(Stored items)
- Opening Delimiter -

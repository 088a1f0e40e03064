#![cfg_attr(feature = "fail-on-warnings", deny(warnings))]
#![warn(clippy::all, clippy::pedantic, clippy::nursery, clippy::cargo)]
#![allow(clippy::multiple_crate_versions, clippy::cargo_common_metadata)]

//! Per-district aggregation over a loaded incident dataset.
//!
//! [`AggregationEngine`] borrows a [`RegionIndex`] and a [`PointDataset`]
//! and answers every per-district question (counts, density, top values,
//! distance extremes) as a pure function over them. Nothing is cached;
//! repeating a call with the same arguments yields the same result.
//!
//! Every operation takes an [`IncidentFilter`] that is applied on top of
//! whatever filter the dataset was loaded with.

use std::collections::BTreeMap;

use crime_districts_aggregate_models::{
    ArrestBreakdown, AttributeCount, DensityRow, ExtremePoint, RegionCounts, RegionReport,
};
use crime_districts_dataset::{PointDataset, ReferenceLocations};
use crime_districts_dataset_models::{Coordinate, Incident, IncidentAttribute, IncidentFilter};
use crime_districts_region::RegionIndex;
use crime_districts_region_models::RegionSummary;
use geo::{Distance, Geodesic, Point};
use thiserror::Error;

/// Two distances closer than this (in metres) are treated as equal.
pub const DISTANCE_TOLERANCE_METRES: f64 = 1e-6;

/// Errors that can occur while aggregating one district.
#[derive(Debug, Clone, PartialEq, Eq, Error)]
pub enum AggregateError {
    /// The district is not in the region index.
    #[error("Unknown district '{region_id}'")]
    UnknownRegion {
        /// The requested district.
        region_id: String,
    },

    /// Density was requested for a district with zero area.
    #[error("District '{region_id}' has zero area")]
    DivisionByZeroArea {
        /// The zero-area district.
        region_id: String,
    },

    /// No incidents in the district match the filter.
    #[error("No matching incidents in district '{region_id}'")]
    EmptyRegion {
        /// The empty district.
        region_id: String,
    },
}

/// Which end of the distance range to select.
#[derive(Debug, Clone, Copy, PartialEq, Eq)]
enum Extreme {
    Farthest,
    Nearest,
}

impl Extreme {
    /// Whether `candidate` strictly beats `best`. Near-equal distances keep
    /// the earlier point.
    fn improves(self, candidate: f64, best: f64) -> bool {
        match self {
            Self::Farthest => candidate > best + DISTANCE_TOLERANCE_METRES,
            Self::Nearest => candidate < best - DISTANCE_TOLERANCE_METRES,
        }
    }
}

/// Geodesic (WGS84) distance between two coordinates, in metres.
#[must_use]
pub fn geodesic_distance(a: &Coordinate, b: &Coordinate) -> f64 {
    Geodesic.distance(
        Point::new(a.longitude, a.latitude),
        Point::new(b.longitude, b.latitude),
    )
}

#[allow(clippy::cast_precision_loss)]
fn per_hundred_hectares(count: u64, area_hectares: f64) -> f64 {
    count as f64 / (area_hectares / 100.0)
}

/// Answers per-district questions over borrowed, immutable data.
#[derive(Debug, Clone, Copy)]
pub struct AggregationEngine<'a> {
    regions: &'a RegionIndex,
    dataset: &'a PointDataset,
}

impl<'a> AggregationEngine<'a> {
    #[must_use]
    pub const fn new(regions: &'a RegionIndex, dataset: &'a PointDataset) -> Self {
        Self { regions, dataset }
    }

    #[must_use]
    pub const fn regions(&self) -> &'a RegionIndex {
        self.regions
    }

    #[must_use]
    pub const fn dataset(&self) -> &'a PointDataset {
        self.dataset
    }

    /// Resolves a district, accepting padded identifiers such as `"011"`.
    fn summary(&self, region_id: &str) -> Result<&'a RegionSummary, AggregateError> {
        self.regions
            .get(region_id)
            .ok_or_else(|| AggregateError::UnknownRegion {
                region_id: region_id.to_string(),
            })
    }

    /// Incidents of an indexed district that pass `filter`.
    fn matching<'f>(
        &self,
        region_id: &str,
        filter: &'f IncidentFilter,
    ) -> Result<impl Iterator<Item = &'a Incident> + use<'a, 'f>, AggregateError> {
        let region_id = self.summary(region_id)?.id.as_str();
        let dataset: &'a PointDataset = self.dataset;
        Ok(dataset
            .points_in(region_id)
            .filter(move |incident| filter.matches(*incident)))
    }

    /// Counts matching incidents for every district in one pass.
    ///
    /// Every indexed district appears in the result, with `0` if nothing
    /// matched. Incidents whose district is not indexed are tallied under
    /// [`RegionCounts::unknown_regions`] rather than failing the pass.
    #[must_use]
    pub fn count_by_region(&self, filter: &IncidentFilter) -> RegionCounts {
        let mut counts = RegionCounts {
            by_region: self.regions.regions().map(|r| (r.id.clone(), 0)).collect(),
            unknown_regions: BTreeMap::new(),
        };

        for incident in self.dataset.iter().filter(|i| filter.matches(*i)) {
            if let Some(count) = counts.by_region.get_mut(&incident.region_id) {
                *count += 1;
            } else {
                *counts
                    .unknown_regions
                    .entry(incident.region_id.clone())
                    .or_insert(0) += 1;
            }
        }

        if !counts.unknown_regions.is_empty() {
            log::warn!(
                "{} incidents reference districts missing from the boundary index: {:?}",
                counts.unknown_total(),
                counts.unknown_regions.keys().collect::<Vec<_>>(),
            );
        }

        counts
    }

    /// Matching incidents per 100 hectares of district area.
    ///
    /// # Errors
    ///
    /// * [`AggregateError::UnknownRegion`] if the district is not indexed
    /// * [`AggregateError::DivisionByZeroArea`] if its area is zero
    pub fn density(&self, region_id: &str, filter: &IncidentFilter) -> Result<f64, AggregateError> {
        let summary = self.summary(region_id)?;
        let area = summary.area_hectares;
        if area <= 0.0 {
            return Err(AggregateError::DivisionByZeroArea {
                region_id: summary.id.clone(),
            });
        }
        let count = self.matching(region_id, filter)?.count() as u64;
        Ok(per_hundred_hectares(count, area))
    }

    /// Density of every indexed district, ordered by district identifier.
    ///
    /// Zero-area districts are listed with no density instead of failing
    /// the table.
    #[must_use]
    pub fn density_table(&self, filter: &IncidentFilter) -> Vec<DensityRow> {
        let counts = self.count_by_region(filter);

        self.regions
            .regions()
            .map(|region| {
                let count = counts.get(&region.id);
                let density = (region.area_hectares > 0.0)
                    .then(|| per_hundred_hectares(count, region.area_hectares));
                if density.is_none() {
                    log::warn!("District {} has zero area, density undefined", region.id);
                }
                DensityRow {
                    region_id: region.id.clone(),
                    name: region.name.clone(),
                    count,
                    area_hectares: region.area_hectares,
                    density,
                    rounded_density: density.map(f64::round_ties_even),
                }
            })
            .collect()
    }

    /// The `k` most frequent values of `attribute` in a district.
    ///
    /// Sorted by descending count; equal counts are ordered by ascending
    /// value. Incidents without a value for the attribute are ignored.
    ///
    /// # Errors
    ///
    /// Returns [`AggregateError::UnknownRegion`] if the district is not
    /// indexed.
    pub fn top_k_by_attribute(
        &self,
        region_id: &str,
        attribute: IncidentAttribute,
        k: usize,
        filter: &IncidentFilter,
    ) -> Result<Vec<AttributeCount>, AggregateError> {
        let incidents = self.matching(region_id, filter)?;
        if k == 0 {
            return Ok(Vec::new());
        }

        let mut tally: BTreeMap<&str, u64> = BTreeMap::new();
        for incident in incidents {
            if let Some(value) = incident.attribute(attribute) {
                *tally.entry(value).or_insert(0) += 1;
            }
        }

        let mut ranked: Vec<AttributeCount> = tally
            .into_iter()
            .map(|(value, count)| AttributeCount::new(value, count))
            .collect();
        ranked.sort_by(|a, b| b.count.cmp(&a.count).then_with(|| a.value.cmp(&b.value)));
        ranked.truncate(k);

        Ok(ranked)
    }

    /// The matching incident farthest from `reference`.
    ///
    /// Among incidents at the same distance the first one in load order is
    /// returned.
    ///
    /// # Errors
    ///
    /// * [`AggregateError::UnknownRegion`] if the district is not indexed
    /// * [`AggregateError::EmptyRegion`] if no incident matches
    pub fn farthest_point(
        &self,
        region_id: &str,
        reference: &Coordinate,
        filter: &IncidentFilter,
    ) -> Result<ExtremePoint, AggregateError> {
        self.extreme_point(region_id, reference, None, filter, Extreme::Farthest)
    }

    /// The matching incident nearest to `reference`.
    ///
    /// Among incidents at the same distance the first one in load order is
    /// returned.
    ///
    /// # Errors
    ///
    /// * [`AggregateError::UnknownRegion`] if the district is not indexed
    /// * [`AggregateError::EmptyRegion`] if no incident matches
    pub fn nearest_point(
        &self,
        region_id: &str,
        reference: &Coordinate,
        filter: &IncidentFilter,
    ) -> Result<ExtremePoint, AggregateError> {
        self.extreme_point(region_id, reference, None, filter, Extreme::Nearest)
    }

    fn extreme_point(
        &self,
        region_id: &str,
        reference: &Coordinate,
        reference_name: Option<&str>,
        filter: &IncidentFilter,
        extreme: Extreme,
    ) -> Result<ExtremePoint, AggregateError> {
        let region_id = self.summary(region_id)?.id.as_str();
        let mut best: Option<(&Incident, f64)> = None;

        for incident in self.matching(region_id, filter)? {
            let distance = geodesic_distance(reference, &incident.coordinate);
            match best {
                Some((_, best_distance)) if !extreme.improves(distance, best_distance) => {}
                _ => best = Some((incident, distance)),
            }
        }

        let (incident, distance_metres) = best.ok_or_else(|| AggregateError::EmptyRegion {
            region_id: region_id.to_string(),
        })?;

        Ok(ExtremePoint {
            region_id: region_id.to_string(),
            incident: incident.clone(),
            reference: *reference,
            reference_name: reference_name.map(ToString::to_string),
            distance_metres,
        })
    }

    /// The farthest matching incident from every station.
    ///
    /// Stations whose district is not indexed or has no matching incident
    /// are logged and left out.
    #[must_use]
    pub fn farthest_per_region(
        &self,
        stations: &ReferenceLocations,
        filter: &IncidentFilter,
    ) -> Vec<ExtremePoint> {
        self.extreme_per_region(stations, filter, Extreme::Farthest)
    }

    /// The nearest matching incident to every station.
    ///
    /// Stations whose district is not indexed or has no matching incident
    /// are logged and left out.
    #[must_use]
    pub fn nearest_per_region(
        &self,
        stations: &ReferenceLocations,
        filter: &IncidentFilter,
    ) -> Vec<ExtremePoint> {
        self.extreme_per_region(stations, filter, Extreme::Nearest)
    }

    fn extreme_per_region(
        &self,
        stations: &ReferenceLocations,
        filter: &IncidentFilter,
        extreme: Extreme,
    ) -> Vec<ExtremePoint> {
        stations
            .iter()
            .filter_map(|station| {
                self.extreme_point(
                    &station.region_id,
                    &station.coordinate,
                    station.name.as_deref(),
                    filter,
                    extreme,
                )
                .inspect_err(|e| {
                    log::warn!("Skipping station for district {}: {e}", station.region_id);
                })
                .ok()
            })
            .collect()
    }

    /// Arrested versus not-arrested counts for a district.
    ///
    /// # Errors
    ///
    /// Returns [`AggregateError::UnknownRegion`] if the district is not
    /// indexed.
    pub fn arrest_breakdown(
        &self,
        region_id: &str,
        filter: &IncidentFilter,
    ) -> Result<ArrestBreakdown, AggregateError> {
        let mut breakdown = ArrestBreakdown::default();
        for incident in self.matching(region_id, filter)? {
            if incident.arrest {
                breakdown.arrested += 1;
            } else {
                breakdown.not_arrested += 1;
            }
        }
        Ok(breakdown)
    }

    /// The matching incidents of a district, in load order.
    ///
    /// # Errors
    ///
    /// Returns [`AggregateError::UnknownRegion`] if the district is not
    /// indexed.
    pub fn points(
        &self,
        region_id: &str,
        filter: &IncidentFilter,
    ) -> Result<Vec<&'a Incident>, AggregateError> {
        Ok(self.matching(region_id, filter)?.collect())
    }

    /// Collects count, density, top descriptions and blocks, the arrest
    /// split and, when `station` is given, the farthest incident.
    ///
    /// # Errors
    ///
    /// Returns [`AggregateError::UnknownRegion`] if the district is not
    /// indexed. An empty district yields a report with zero counts and no
    /// farthest incident.
    pub fn summarize(
        &self,
        region_id: &str,
        station: Option<&Coordinate>,
        filter: &IncidentFilter,
        k: usize,
    ) -> Result<RegionReport, AggregateError> {
        let summary = self.summary(region_id)?;
        let region_id = summary.id.as_str();
        let arrests = self.arrest_breakdown(region_id, filter)?;

        let density = match self.density(region_id, filter) {
            Ok(density) => Some(density),
            Err(AggregateError::DivisionByZeroArea { .. }) => None,
            Err(e) => return Err(e),
        };

        let farthest = match station {
            Some(reference) => match self.farthest_point(region_id, reference, filter) {
                Ok(point) => Some(point),
                Err(AggregateError::EmptyRegion { .. }) => None,
                Err(e) => return Err(e),
            },
            None => None,
        };

        Ok(RegionReport {
            region_id: summary.id.clone(),
            name: summary.name.clone(),
            area_hectares: summary.area_hectares,
            count: arrests.total(),
            density,
            top_descriptions: self.top_k_by_attribute(
                region_id,
                IncidentAttribute::Description,
                k,
                filter,
            )?,
            top_blocks: self.top_k_by_attribute(region_id, IncidentAttribute::Block, k, filter)?,
            arrests,
            farthest,
        })
    }
}
#![cfg_attr(feature = "fail-on-warnings", deny(warnings))]
#![warn(clippy::all, clippy::pedantic, clippy::nursery, clippy::cargo)]
#![allow(clippy::multiple_crate_versions, clippy::cargo_common_metadata)]

//! Bounded retry with exponential backoff for loading external data.
//!
//! Boundary files, incident exports and station tables can all fail
//! transiently (network mounts, a database file locked by a writer). Every
//! loader runs its fetch through [`run`] so that transient failures are
//! retried a bounded number of times and then surfaced as a single fatal
//! [`Exhausted`] value carrying the attempt count and the last cause.
//!
//! # Usage
//!
//! ```ignore
//! let rows = crime_districts_retry::run(&policy, "incidents", |_attempt| provider.fetch())
//!     .map_err(|e| DatasetError::LoadFailure { attempts: e.attempts, source: e.last })?;
//! ```

use std::time::Duration;

use serde::{Deserialize, Serialize};

/// Errors that know whether retrying could help.
pub trait Transient {
    /// Returns `true` if the failure is likely transient and worth retrying.
    fn is_transient(&self) -> bool;
}

impl Transient for std::io::Error {
    fn is_transient(&self) -> bool {
        use std::io::ErrorKind;

        matches!(
            self.kind(),
            ErrorKind::Interrupted
                | ErrorKind::TimedOut
                | ErrorKind::WouldBlock
                | ErrorKind::ConnectionReset
                | ErrorKind::ConnectionAborted
                | ErrorKind::ConnectionRefused
                | ErrorKind::NotConnected
                | ErrorKind::BrokenPipe
                | ErrorKind::ResourceBusy
        )
    }
}

/// How many times to attempt a load and how long to wait between tries.
///
/// The wait before attempt `n` (1-based, `n > 1`) is
/// `base_delay_ms * 2^(n - 2)`, capped at `max_delay_ms`.
#[derive(Debug, Clone, Copy, PartialEq, Eq, Serialize, Deserialize)]
#[serde(default)]
pub struct RetryPolicy {
    /// Total attempts including the first one. `0` is treated as `1`.
    pub max_attempts: u32,
    /// Delay before the first retry, in milliseconds.
    pub base_delay_ms: u64,
    /// Upper bound for any single delay, in milliseconds.
    pub max_delay_ms: u64,
}

impl Default for RetryPolicy {
    fn default() -> Self {
        Self {
            max_attempts: 3,
            base_delay_ms: 500,
            max_delay_ms: 8_000,
        }
    }
}

impl RetryPolicy {
    /// A policy that never retries.
    #[must_use]
    pub const fn once() -> Self {
        Self {
            max_attempts: 1,
            base_delay_ms: 0,
            max_delay_ms: 0,
        }
    }

    /// A policy with `max_attempts` tries and no waiting in between.
    #[must_use]
    pub const fn immediate(max_attempts: u32) -> Self {
        Self {
            max_attempts,
            base_delay_ms: 0,
            max_delay_ms: 0,
        }
    }

    /// Effective attempt budget.
    #[must_use]
    pub const fn attempts(&self) -> u32 {
        if self.max_attempts == 0 {
            1
        } else {
            self.max_attempts
        }
    }

    /// Delay to wait after failed attempt `attempt` (1-based).
    #[must_use]
    pub fn delay_after(&self, attempt: u32) -> Duration {
        let shift = attempt.saturating_sub(1).min(20);
        let millis = self
            .base_delay_ms
            .saturating_mul(1u64 << shift)
            .min(self.max_delay_ms);
        Duration::from_millis(millis)
    }
}

/// A load that kept failing until the attempt budget ran out, or failed
/// permanently.
#[derive(Debug)]
pub struct Exhausted<E> {
    /// Number of attempts made.
    pub attempts: u32,
    /// The error from the final attempt.
    pub last: E,
}

/// Runs `op` until it succeeds, fails permanently, or the policy's attempt
/// budget is spent.
///
/// `op` receives the 1-based attempt number. Errors for which
/// [`Transient::is_transient`] returns `false` are not retried.
///
/// # Errors
///
/// Returns [`Exhausted`] with the last error once no further attempt is
/// allowed.
pub fn run<T, E, F>(policy: &RetryPolicy, label: &str, mut op: F) -> Result<T, Exhausted<E>>
where
    E: Transient + std::fmt::Display,
    F: FnMut(u32) -> Result<T, E>,
{
    let budget = policy.attempts();
    let mut attempt = 1;

    loop {
        match op(attempt) {
            Ok(value) => {
                if attempt > 1 {
                    log::info!("{label}: succeeded on attempt {attempt}/{budget}");
                }
                return Ok(value);
            }
            Err(e) => {
                if !e.is_transient() {
                    log::error!("{label}: permanent error on attempt {attempt}: {e}");
                    return Err(Exhausted {
                        attempts: attempt,
                        last: e,
                    });
                }
                if attempt >= budget {
                    log::error!("{label}: giving up after {attempt} attempt(s): {e}");
                    return Err(Exhausted {
                        attempts: attempt,
                        last: e,
                    });
                }

                let delay = policy.delay_after(attempt);
                log::warn!(
                    "{label}: transient error ({e}), retry {attempt}/{} in {delay:?}...",
                    budget - 1
                );
                if !delay.is_zero() {
                    std::thread::sleep(delay);
                }
                attempt += 1;
            }
        }
    }
}
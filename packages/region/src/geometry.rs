//! Boundary geometry helpers: `GeoJSON` conversion, envelopes, and area.
//!
//! Area is the geodesic area on the WGS84 ellipsoid (Karney's algorithm).
//! Rings are re-oriented before measuring, so source winding order does
//! not affect the result.

use crime_districts_region_models::SQUARE_METRES_PER_HECTARE;
use geo::orient::Direction;
use geo::{BoundingRect as _, GeodesicArea as _, MultiPolygon, Orient as _};
use rstar::AABB;

/// Converts a `GeoJSON` geometry into a [`MultiPolygon`].
///
/// Handles both `Polygon` and `MultiPolygon` geometry types; anything else
/// is rejected with a description of what was found.
pub fn to_multipolygon(geometry: geojson::Geometry) -> Result<MultiPolygon<f64>, String> {
    let geo_geom: geo::Geometry<f64> = geometry
        .try_into()
        .map_err(|e: geojson::Error| format!("unconvertible geometry: {e}"))?;

    let multi_polygon = match geo_geom {
        geo::Geometry::MultiPolygon(mp) => mp,
        geo::Geometry::Polygon(p) => MultiPolygon(vec![p]),
        other => {
            return Err(format!(
                "expected Polygon or MultiPolygon, found {}",
                geometry_kind(&other)
            ));
        }
    };

    validate(&multi_polygon)?;
    Ok(multi_polygon)
}

/// Rejects empty multipolygons and degenerate rings.
pub fn validate(mp: &MultiPolygon<f64>) -> Result<(), String> {
    if mp.0.is_empty() {
        return Err("geometry has no polygons".to_string());
    }
    for (i, polygon) in mp.0.iter().enumerate() {
        // Rings are closed on construction, so a triangle has 4 positions.
        if polygon.exterior().0.len() < 4 {
            return Err(format!(
                "polygon {i} exterior ring has fewer than 3 distinct positions"
            ));
        }
        let out_of_range = polygon
            .exterior()
            .coords()
            .chain(polygon.interiors().iter().flat_map(|ring| ring.coords()))
            .any(|c| !(-180.0..=180.0).contains(&c.x) || !(-90.0..=90.0).contains(&c.y));
        if out_of_range {
            return Err(format!(
                "polygon {i} has positions outside longitude/latitude range"
            ));
        }
    }
    Ok(())
}

/// Geodesic area of a [`MultiPolygon`] in hectares. Holes are subtracted.
///
/// Exteriors are wound counter-clockwise and holes clockwise first;
/// measuring a clockwise exterior as-is yields the rest of the globe.
#[must_use]
pub fn area_hectares(mp: &MultiPolygon<f64>) -> f64 {
    mp.orient(Direction::Default).geodesic_area_unsigned() / SQUARE_METRES_PER_HECTARE
}

/// R-tree envelope of a [`MultiPolygon`], `None` when it has no positions.
#[must_use]
pub fn envelope(mp: &MultiPolygon<f64>) -> Option<AABB<[f64; 2]>> {
    mp.bounding_rect()
        .map(|rect| AABB::from_corners(rect.min().into(), rect.max().into()))
}

const fn geometry_kind(geometry: &geo::Geometry<f64>) -> &'static str {
    match geometry {
        geo::Geometry::Point(_) => "Point",
        geo::Geometry::Line(_) => "Line",
        geo::Geometry::LineString(_) => "LineString",
        geo::Geometry::Polygon(_) => "Polygon",
        geo::Geometry::MultiPoint(_) => "MultiPoint",
        geo::Geometry::MultiLineString(_) => "MultiLineString",
        geo::Geometry::MultiPolygon(_) => "MultiPolygon",
        geo::Geometry::GeometryCollection(_) => "GeometryCollection",
        geo::Geometry::Rect(_) => "Rect",
        geo::Geometry::Triangle(_) => "Triangle",
    }
}

#[cfg(test)]
mod tests {
    use super::*;
    use geo::{LineString, Polygon, polygon};

    /// A square of `side` degrees anchored at (`lon`, `lat`).
    fn square(lon: f64, lat: f64, side: f64) -> Polygon<f64> {
        polygon![
            (x: lon, y: lat),
            (x: lon + side, y: lat),
            (x: lon + side, y: lat + side),
            (x: lon, y: lat + side),
            (x: lon, y: lat),
        ]
    }

    #[test]
    fn area_of_small_square_near_chicago_is_plausible() {
        // 0.01 deg x 0.01 deg at 41.8N is roughly 1.11 km x 0.83 km.
        let mp = MultiPolygon(vec![square(-87.65, 41.85, 0.01)]);
        let ha = area_hectares(&mp);
        assert!((85.0..100.0).contains(&ha), "unexpected area {ha} ha");
    }

    #[test]
    fn holes_reduce_area() {
        let outer = square(-87.70, 41.80, 0.02);
        let hole = square(-87.695, 41.805, 0.005);
        let with_hole = Polygon::new(outer.exterior().clone(), vec![hole.exterior().clone()]);

        let solid = area_hectares(&MultiPolygon(vec![outer]));
        let holed = area_hectares(&MultiPolygon(vec![with_hole]));
        assert!(holed < solid, "hole should reduce area: {holed} >= {solid}");
    }

    #[test]
    fn winding_order_does_not_change_area() {
        let ccw = square(-87.65, 41.85, 0.01);
        let mut reversed: Vec<_> = ccw.exterior().0.clone();
        reversed.reverse();
        let cw = Polygon::new(LineString(reversed), vec![]);

        let a = area_hectares(&MultiPolygon(vec![ccw]));
        let b = area_hectares(&MultiPolygon(vec![cw]));
        assert!((a - b).abs() < 1e-6, "{a} vs {b}");
    }

    #[test]
    fn clockwise_hole_and_counter_clockwise_hole_agree() {
        let outer = square(-87.70, 41.80, 0.02);
        let hole = square(-87.695, 41.805, 0.005);
        let mut hole_cw = hole.exterior().0.clone();
        hole_cw.reverse();

        let a = Polygon::new(outer.exterior().clone(), vec![hole.exterior().clone()]);
        let b = Polygon::new(outer.exterior().clone(), vec![LineString(hole_cw)]);

        let a = area_hectares(&MultiPolygon(vec![a]));
        let b = area_hectares(&MultiPolygon(vec![b]));
        assert!((a - b).abs() < 1e-6, "{a} vs {b}");
    }

    #[test]
    fn empty_multipolygon_has_no_envelope() {
        assert!(envelope(&MultiPolygon::<f64>(vec![])).is_none());
    }

    #[test]
    fn point_geometry_is_rejected() {
        let geometry = geojson::Geometry::new(geojson::Value::Point(vec![-87.6, 41.8]));
        let err = to_multipolygon(geometry).expect_err("points are not boundaries");
        assert!(err.contains("Point"), "unexpected message: {err}");
    }

    #[test]
    fn degenerate_ring_is_rejected() {
        let geometry = geojson::Geometry::new(geojson::Value::Polygon(vec![vec![
            vec![-87.6, 41.8],
            vec![-87.5, 41.8],
            vec![-87.6, 41.8],
        ]]));
        assert!(to_multipolygon(geometry).is_err());
    }

    #[test]
    fn envelope_spans_all_parts() {
        let mp = MultiPolygon(vec![square(-87.7, 41.8, 0.01), square(-87.5, 41.9, 0.01)]);
        let env = envelope(&mp).unwrap();
        assert!((env.lower()[0] - -87.7).abs() < 1e-12);
        assert!((env.upper()[1] - 41.91).abs() < 1e-12);
    }
}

- Closing Delimiter -

(Problem details)
The output should be exactly the lines above from the line containing "the last cause." to the line containing "#[serde(default)]", inclusive, with no other lines.

(Solved problem)
//! [`Exhausted`] value carrying the attempt count and the last cause.
//!
//! # Usage
//!
//! ```ignore
//! let rows = crime_districts_retry::run(&policy, "incidents", |_attempt| provider.fetch())
//!     .map_err(|e| DatasetError::LoadFailure { attempts: e.attempts, source: e.last })?;
//! ```

use std::time::Duration;

use serde::{Deserialize, Serialize};

/// Errors that know whether retrying could help.
pub trait Transient {
    /// Returns `true` if the failure is likely transient and worth retrying.
    fn is_transient(&self) -> bool;
}

impl Transient for std::io::Error {
    fn is_transient(&self) -> bool {
        use std::io::ErrorKind;

        matches!(
            self.kind(),
            ErrorKind::Interrupted
                | ErrorKind::TimedOut
                | ErrorKind::WouldBlock
                | ErrorKind::ConnectionReset
                | ErrorKind::ConnectionAborted
                | ErrorKind::ConnectionRefused
                | ErrorKind::NotConnected
                | ErrorKind::BrokenPipe
                | ErrorKind::ResourceBusy
        )
    }
}

/// How many times to attempt a load and how long to wait between tries.
///
/// The wait before attempt `n` (1-based, `n > 1`) is
/// `base_delay_ms * 2^(n - 2)`, capped at `max_delay_ms`.
#[derive(Debug, Clone, Copy, PartialEq, Eq, Serialize, Deserialize)]
#[serde(default)]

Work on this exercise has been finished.